Stored data entries
▽

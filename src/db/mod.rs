pub(crate) mod models;
pub(crate) mod types;

use std::time::Duration;

use sqlx::postgres::{PgConnectOptions, PgPoolOptions};
use sqlx::{ConnectOptions, PgPool};

use crate::core::config::Settings;

pub(crate) async fn init_pool(settings: &Settings) -> Result<PgPool, sqlx::Error> {
    let database_url = settings.database().database_url();
    let mut connect_options: PgConnectOptions = database_url.parse()?;

    connect_options = connect_options
        .application_name("cbt-attempts")
        .log_statements(tracing::log::LevelFilter::Off);

    PgPoolOptions::new()
        .max_connections(settings.database().max_connections.max(1))
        .min_connections(1)
        .acquire_timeout(Duration::from_secs(30))
        .test_before_acquire(true)
        .connect_with(connect_options)
        .await
}

pub(crate) async fn run_migrations(pool: &PgPool) -> Result<(), sqlx::Error> {
    sqlx::migrate!("./migrations").run(pool).await?;
    Ok(())
}
use std::sync::Arc;

use futures::stream::{BoxStream, StreamExt};
use redis::aio::ConnectionManager;
use redis::{cmd, Client, RedisError};
use tokio::sync::RwLock;

#[derive(Clone)]
pub(crate) struct RedisHandle {
    url: String,
    manager: Arc<RwLock<Option<ConnectionManager>>>,
}

#[derive(Debug, Clone)]
pub(crate) enum RedisHealth {
    Healthy,
    Disconnected,
    Unhealthy(String),
}

impl RedisHandle {
    pub(crate) fn new(url: String) -> Self {
        Self { url, manager: Arc::new(RwLock::new(None)) }
    }

    pub(crate) async fn connect(&self) -> Result<(), RedisError> {
        let client = Client::open(self.url.clone())?;
        let manager = ConnectionManager::new(client).await?;
        let mut guard = self.manager.write().await;
        *guard = Some(manager);
        Ok(())
    }

    pub(crate) async fn disconnect(&self) {
        let mut guard = self.manager.write().await;
        *guard = None;
    }

    pub(crate) async fn health(&self) -> RedisHealth {
        let manager = { self.manager.read().await.clone() };
        let Some(mut manager) = manager else {
            return RedisHealth::Disconnected;
        };

        match cmd("PING").query_async::<_, String>(&mut manager).await {
            Ok(_) => RedisHealth::Healthy,
            Err(err) => RedisHealth::Unhealthy(err.to_string()),
        }
    }

    /// Returns the number of receivers, or `None` when no connection is configured.
    pub(crate) async fn publish(
        &self,
        channel: &str,
        payload: &str,
    ) -> Result<Option<i64>, RedisError> {
        let manager = { self.manager.read().await.clone() };
        let Some(mut manager) = manager else {
            return Ok(None);
        };

        let receivers =
            cmd("PUBLISH").arg(channel).arg(payload).query_async::<_, i64>(&mut manager).await?;
        Ok(Some(receivers))
    }

    /// Opens a dedicated pub/sub connection; multiplexed connections cannot subscribe.
    pub(crate) async fn subscribe(
        &self,
        channel: &str,
    ) -> Result<BoxStream<'static, String>, RedisError> {
        let client = Client::open(self.url.clone())?;
        let mut pubsub = client.get_async_pubsub().await?;
        pubsub.subscribe(channel).await?;

        let stream = pubsub
            .into_on_message()
            .filter_map(|message| async move {
                match message.get_payload::<String>() {
                    Ok(payload) => Some(payload),
                    Err(err) => {
                        tracing::warn!(error = %err, "Dropping non-text pub/sub payload");
                        None
                    }
                }
            })
            .boxed();

        Ok(stream)
    }
}
use serde::{Deserialize, Serialize};
use sqlx::Type;

#[derive(Debug, Clone, Copy, PartialEq, Eq, Hash, Serialize, Deserialize, Type)]
#[serde(rename_all = "SCREAMING_SNAKE_CASE")]
#[sqlx(type_name = "attemptstatus", rename_all = "SCREAMING_SNAKE_CASE")]
pub(crate) enum AttemptStatus {
    InProgress,
    Completed,
    TimedOut,
}

impl AttemptStatus {
    pub(crate) fn is_terminal(self) -> bool {
        !matches!(self, AttemptStatus::InProgress)
    }

    pub(crate) fn as_str(self) -> &'static str {
        match self {
            AttemptStatus::InProgress => "IN_PROGRESS",
            AttemptStatus::Completed => "COMPLETED",
            AttemptStatus::TimedOut => "TIMED_OUT",
        }
    }
}

#[derive(Debug, Clone, Copy, PartialEq, Eq, Serialize, Deserialize, Type)]
#[serde(rename_all = "SCREAMING_SNAKE_CASE")]
#[sqlx(type_name = "questiontype", rename_all = "SCREAMING_SNAKE_CASE")]
pub(crate) enum QuestionType {
    SingleChoice,
    TrueFalse,
    MultiSelect,
    ShortAnswer,
    Essay,
}

impl QuestionType {
    pub(crate) fn is_choice(self) -> bool {
        matches!(self, QuestionType::SingleChoice | QuestionType::TrueFalse)
    }

    pub(crate) fn is_free_text(self) -> bool {
        matches!(self, QuestionType::ShortAnswer | QuestionType::Essay)
    }
}

/// Carried in the access token only; there is no users table.
#[derive(Debug, Clone, Copy, PartialEq, Eq, Serialize, Deserialize)]
#[serde(rename_all = "lowercase")]
pub(crate) enum UserRole {
    Student,
    Instructor,
    Admin,
}

impl UserRole {
    /// Instructors and admins may read any attempt.
    pub(crate) fn is_staff(self) -> bool {
        matches!(self, UserRole::Instructor | UserRole::Admin)
    }
}

#[cfg(test)]
mod tests {
    use super::*;

    #[test]
    fn attempt_status_serializes_in_screaming_case() {
        let value = serde_json::to_value(AttemptStatus::TimedOut).unwrap();
        assert_eq!(value, serde_json::json!("TIMED_OUT"));
        assert_eq!(AttemptStatus::TimedOut.as_str(), "TIMED_OUT");
    }

    #[test]
    fn token_roles_parse_in_lowercase() {
        let role: UserRole = serde_json::from_str("\"instructor\"").unwrap();
        assert_eq!(role, UserRole::Instructor);
        assert!(role.is_staff());
        assert!(serde_json::from_str::<UserRole>("\"Admin\"").is_err());
    }

    #[test]
    fn only_in_progress_is_non_terminal() {
        assert!(!AttemptStatus::InProgress.is_terminal());
        assert!(AttemptStatus::Completed.is_terminal());
        assert!(AttemptStatus::TimedOut.is_terminal());
    }

    #[test]
    fn role_parses_from_lowercase() {
        let role: UserRole = serde_json::from_str("\"instructor\"").unwrap();
        assert!(role.is_staff());
        assert!(!UserRole::Student.is_staff());
    }
}
use std::env;

use super::types::{ConfigError, Environment, StorageBackend};

const DEFAULT_CORS_ORIGINS: &[&str] =
    &["http://localhost:5173", "http://localhost:3000", "http://localhost:8080"];

pub(super) fn env_optional(key: &str) -> Option<String> {
    env::var(key).ok().map(|value| value.trim().to_string()).filter(|value| !value.is_empty())
}

pub(super) fn env_or_default(key: &str, default: &str) -> String {
    env_optional(key).unwrap_or_else(|| default.to_string())
}

pub(super) fn parse_u16(field: &'static str, value: String) -> Result<u16, ConfigError> {
    value.parse::<u16>().map_err(|_| ConfigError::InvalidValue { field, value })
}

pub(super) fn parse_u32(field: &'static str, value: String) -> Result<u32, ConfigError> {
    value.parse::<u32>().map_err(|_| ConfigError::InvalidValue { field, value })
}

pub(super) fn parse_u64(field: &'static str, value: String) -> Result<u64, ConfigError> {
    value.parse::<u64>().map_err(|_| ConfigError::InvalidValue { field, value })
}

pub(super) fn parse_i64(field: &'static str, value: String) -> Result<i64, ConfigError> {
    value.parse::<i64>().map_err(|_| ConfigError::InvalidValue { field, value })
}

/// Like [`parse_u64`] but rejects zero, for capacities and intervals.
pub(super) fn parse_positive_usize(
    field: &'static str,
    value: String,
) -> Result<usize, ConfigError> {
    match value.parse::<usize>() {
        Ok(parsed) if parsed > 0 => Ok(parsed),
        _ => Err(ConfigError::InvalidValue { field, value }),
    }
}

pub(super) fn parse_cors_origins(value: Option<String>) -> Result<Vec<String>, ConfigError> {
    let Some(raw) = value else {
        return Ok(default_cors_origins());
    };

    if raw.trim().is_empty() {
        return Ok(default_cors_origins());
    }

    if raw.trim_start().starts_with('[') {
        let parsed: Vec<String> =
            serde_json::from_str(&raw).map_err(|_| ConfigError::InvalidCors(raw.clone()))?;
        if parsed.is_empty() {
            return Ok(default_cors_origins());
        }
        return Ok(parsed);
    }

    let items: Vec<String> = raw
        .split(',')
        .map(|item| item.trim().to_string())
        .filter(|item| !item.is_empty())
        .collect();

    if items.is_empty() {
        return Ok(default_cors_origins());
    }

    Ok(items)
}

pub(super) fn parse_bool(value: &str) -> bool {
    matches!(value, "1" | "true" | "TRUE" | "yes" | "YES" | "on" | "ON")
}

pub(super) fn env_flag(key: &str) -> bool {
    env_optional(key).map(|value| parse_bool(&value)).unwrap_or(false)
}

pub(super) fn parse_environment(value: Option<String>) -> Environment {
    match value.as_deref().map(|item| item.to_lowercase()) {
        Some(ref val) if val == "production" || val == "prod" => Environment::Production,
        Some(ref val) if val == "staging" => Environment::Staging,
        Some(ref val) if val == "test" || val == "testing" => Environment::Test,
        _ => Environment::Development,
    }
}

pub(super) fn parse_storage_backend(value: String) -> Result<StorageBackend, ConfigError> {
    match value.to_ascii_lowercase().as_str() {
        "postgres" | "postgresql" => Ok(StorageBackend::Postgres),
        "memory" | "in-memory" => Ok(StorageBackend::Memory),
        _ => Err(ConfigError::InvalidValue { field: "STORAGE_BACKEND", value }),
    }
}

fn default_cors_origins() -> Vec<String> {
    DEFAULT_CORS_ORIGINS.iter().map(|item| item.to_string()).collect()
}
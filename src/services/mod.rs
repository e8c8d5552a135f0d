pub(crate) mod attempt_lifecycle;
pub(crate) mod attempt_timing;
pub(crate) mod realtime;
pub(crate) mod scoring;
use serde::{Deserialize, Serialize};
use sqlx::types::Json;
use sqlx::FromRow;
use time::PrimitiveDateTime;
use uuid::Uuid;

use crate::db::types::{AttemptStatus, QuestionType};

#[derive(Debug, Clone, Serialize, Deserialize, FromRow)]
pub(crate) struct Test {
    pub(crate) id: Uuid,
    pub(crate) title: String,
    pub(crate) duration_minutes: i32,
    pub(crate) max_attempts: i32,
    pub(crate) is_published: bool,
    pub(crate) available_from: Option<PrimitiveDateTime>,
    pub(crate) available_until: Option<PrimitiveDateTime>,
    pub(crate) created_at: PrimitiveDateTime,
    pub(crate) updated_at: PrimitiveDateTime,
}

#[derive(Debug, Clone, Serialize, Deserialize, FromRow)]
pub(crate) struct Question {
    pub(crate) id: Uuid,
    pub(crate) test_id: Uuid,
    pub(crate) question_type: QuestionType,
    pub(crate) text: String,
    pub(crate) points: f64,
    pub(crate) order_index: i32,
}

#[derive(Debug, Clone, Serialize, Deserialize, FromRow)]
pub(crate) struct QuestionOption {
    pub(crate) id: Uuid,
    pub(crate) question_id: Uuid,
    pub(crate) text: String,
    pub(crate) is_correct: bool,
    pub(crate) order_index: i32,
}

/// A question together with its options, ordered by `order_index`.
#[derive(Debug, Clone)]
pub(crate) struct QuestionWithOptions {
    pub(crate) question: Question,
    pub(crate) options: Vec<QuestionOption>,
}

/// A test with its full ordered question tree.
#[derive(Debug, Clone)]
pub(crate) struct TestDefinition {
    pub(crate) test: Test,
    pub(crate) questions: Vec<QuestionWithOptions>,
}

impl TestDefinition {
    pub(crate) fn find_question(&self, question_id: Uuid) -> Option<&QuestionWithOptions> {
        self.questions.iter().find(|item| item.question.id == question_id)
    }

    pub(crate) fn max_score(&self) -> f64 {
        self.questions.iter().map(|item| item.question.points).sum()
    }
}

#[derive(Debug, Clone, Serialize, Deserialize, FromRow)]
pub(crate) struct Attempt {
    pub(crate) id: Uuid,
    pub(crate) user_id: Uuid,
    pub(crate) test_id: Uuid,
    pub(crate) attempt_number: i32,
    pub(crate) status: AttemptStatus,
    pub(crate) started_at: PrimitiveDateTime,
    pub(crate) completed_at: Option<PrimitiveDateTime>,
    pub(crate) score: Option<f64>,
    pub(crate) max_score: Option<f64>,
    pub(crate) percent_score: Option<f64>,
    pub(crate) time_spent: Option<i32>,
    pub(crate) ip_address: Option<String>,
    pub(crate) created_at: PrimitiveDateTime,
    pub(crate) updated_at: PrimitiveDateTime,
}

#[derive(Debug, Clone, Serialize, Deserialize, FromRow)]
pub(crate) struct Answer {
    pub(crate) id: Uuid,
    pub(crate) attempt_id: Uuid,
    pub(crate) question_id: Uuid,
    pub(crate) option_id: Option<Uuid>,
    pub(crate) selected_option_ids: Json<Vec<Uuid>>,
    pub(crate) text_answer: Option<String>,
    pub(crate) is_correct: bool,
    pub(crate) points_earned: f64,
    pub(crate) created_at: PrimitiveDateTime,
    pub(crate) updated_at: PrimitiveDateTime,
}

/// In-progress attempt joined with the progress counters shown on the monitor.
#[derive(Debug, Clone, FromRow)]
pub(crate) struct LiveAttemptRow {
    #[sqlx(flatten)]
    pub(crate) attempt: Attempt,
    pub(crate) test_title: String,
    pub(crate) duration_minutes: i32,
    pub(crate) total_questions: i64,
    pub(crate) answered_questions: i64,
}
use std::collections::HashMap;

use serde::Serialize;

pub(crate) mod attempt;

#[derive(Debug, Serialize)]
pub(crate) struct HealthResponse {
    pub(crate) service: String,
    pub(crate) status: String,
    pub(crate) components: HashMap<String, String>,
}

#[derive(Debug, Serialize)]
pub(crate) struct RootResponse {
    pub(crate) message: String,
    pub(crate) version: String,
}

△

Determine how many lines in the preceding records include the word "iter". The answer is that number alone.

EXPECTED ANSWER: 3